Сегодня к истории этого времени проявляется повышенный интерес. Этот интерес можно объяснить, во-первых, стремлением и желанием знать подлинную историческую правду прошедших событий, во-вторых, обостренным чувством сопереживания тем трагическим последствиям этих событий, которые втянули в свой водоворот миллионы человеческих судеб, вписав их в трагические страницы истории нашего Отечества. Всё это стало отражением реального исторического процесса, в котором в 20-х — 30-х годах прошлого столетия сформировался образ т.н. «врага народа», появление которого в жизни общества принесло многим сотням наших земляков неисчислимые беды и горе. Как утверждают политологи, просчёты советского политического руководства в экономической и социальной сферах списывались на подрывную деятельность враждебных элементов.
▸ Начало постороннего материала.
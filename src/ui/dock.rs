//! Dock of contact links.
//!
//! Each button's tooltip is bound to its own Alpine hover flag, seeded from
//! [`HoverState`]. Clicking follows a plain link, so navigation is entirely
//! the browser's; items without a link render as inert buttons.

use leptos::prelude::*;

use crate::dock::{DockIcon, DockItem, HoverState};
use crate::ui::components::{
    CalendarIcon, GithubIcon, InstagramIcon, MailIcon, TerminalIcon, WhatsappIcon,
};

/// Row of dock buttons.
#[component]
pub fn DockBar(
    /// Buttons in display order.
    items: Vec<DockItem>,
    /// Initial hover flags.
    hover: HoverState,
) -> impl IntoView {
    let alpine_data = hover.to_alpine_data();

    view! {
        <nav
            class="dock fixed bottom-4 left-1/2 -translate-x-1/2 flex items-end gap-3 \
                   rounded-2xl border border-white/10 bg-white/5 px-3 py-2 backdrop-blur-md"
            aria-label="Contact links"
            x-data=alpine_data
        >
            {items
                .into_iter()
                .map(|item| {
                    let hovered = hover.is_hovered(item.icon);
                    view! { <DockButton item=item hovered=hovered /> }
                })
                .collect_view()}
        </nav>
    }
}

/// Single dock button with its hover tooltip.
#[component]
pub fn DockButton(
    /// Link and icon.
    item: DockItem,
    /// Whether the tooltip starts visible.
    #[prop(default = false)]
    hovered: bool,
) -> impl IntoView {
    let DockItem {
        icon,
        label,
        action,
    } = item;
    let id = icon.id();
    let tooltip = label.clone();
    let classes = "flex h-12 w-12 items-center justify-center rounded-xl bg-white/10 \
                   text-white transition-transform hover:-translate-y-1 hover:scale-110";

    let control = match action.href() {
        Some(href) => {
            let new_tab = action.opens_new_tab();
            view! {
                <a
                    href=href
                    target={new_tab.then_some("_blank")}
                    rel={new_tab.then_some("noopener noreferrer")}
                    aria-label=label
                    data-dock-icon=id
                    class=classes
                    x-on:mouseenter={format!("hovered.{id} = true")}
                    x-on:mouseleave={format!("hovered.{id} = false")}
                >
                    <DockGlyph icon=icon />
                </a>
            }
            .into_any()
        }
        // hover-only: tooltip, no click effect
        None => view! {
            <button
                type="button"
                aria-label=label
                data-dock-icon=id
                class=classes
                x-on:mouseenter={format!("hovered.{id} = true")}
                x-on:mouseleave={format!("hovered.{id} = false")}
            >
                <DockGlyph icon=icon />
            </button>
        }
        .into_any(),
    };

    view! {
        <div class="relative flex flex-col items-center">
            <span
                class="dock-tooltip absolute -top-8 whitespace-nowrap rounded-md bg-black/80 px-2 py-1 text-xs text-white"
                role="tooltip"
                x-show={format!("hovered.{id}")}
                style={if hovered { "" } else { "display: none" }}
            >
                {tooltip}
            </span>
            {control}
        </div>
    }
}

/// Icon artwork for a dock entry.
#[component]
fn DockGlyph(icon: DockIcon) -> impl IntoView {
    match icon {
        DockIcon::Github => view! { <GithubIcon class="h-6 w-6" /> }.into_any(),
        DockIcon::Whatsapp => view! { <WhatsappIcon class="h-6 w-6" /> }.into_any(),
        DockIcon::Instagram => view! { <InstagramIcon class="h-6 w-6" /> }.into_any(),
        DockIcon::Calendar => view! { <CalendarIcon class="h-6 w-6" /> }.into_any(),
        DockIcon::Mail => view! { <MailIcon class="h-6 w-6" /> }.into_any(),
        DockIcon::Terminal => view! { <TerminalIcon class="h-6 w-6" /> }.into_any(),
    }
}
Беспокойство внушала опасность войны, вырисовывавшейся все явственнее, внутренняя ситуация в стране — замедление экономического роста, многочисленные просчеты и ошибки, которые можно было списать на происки «врагов» и «вредителей», а главное — рост социальной напряженности, вызванной трудностями повседневной жизни и очевидной задержкой прихода «светлого будущего». Наконец, ощущалась потребность в дешевом труде заключенных. Так, в 1930 г. в лагерях находилось 190 тыс. человек, в 1934 г. — 510 тыс., а в 1940 г. — почти 1 млн 700 тыс. К 1941 г. ГУЛАГ обеспечивал до 20% всего капитального строительства, половину добычи золота, хрома и никеля, треть платины и древесины. На подобном идеологическом фундаменте сформировалась политика спланированного уничтожения людей, поразившая все структуры и административно-территориальные образования страны. Это была политика массовых политических репрессий, пик которых пришелся на годы «большого террора» — 1937—1938 гг. ХХ века. Репрессиям подвергались государственные и политические деятели, видные военноначальники и военные более низких рангов, учёные, деятели культуры, духовенство и другие слои населения. 3 марта 1937 года на февральско-мартовском пленуме ЦК ВКП (б) И. Сталин теоретически обосновал террор против партийных и советских кадров: «Необходимо разбить и отбросить прочь гнилую теорию о том, что с каждым нашим продвижением вперед классовая борьба у нас должна будто бы все более и более затухать. <> Наоборот, чем дальше будем продвигаться вперед. тем больше будут озлобляться остатки эксплуататорских классов, тем скорее будут они идти на более острые формы борьбы. <> Так учит нас история. Так учит нас ленинизм» [2].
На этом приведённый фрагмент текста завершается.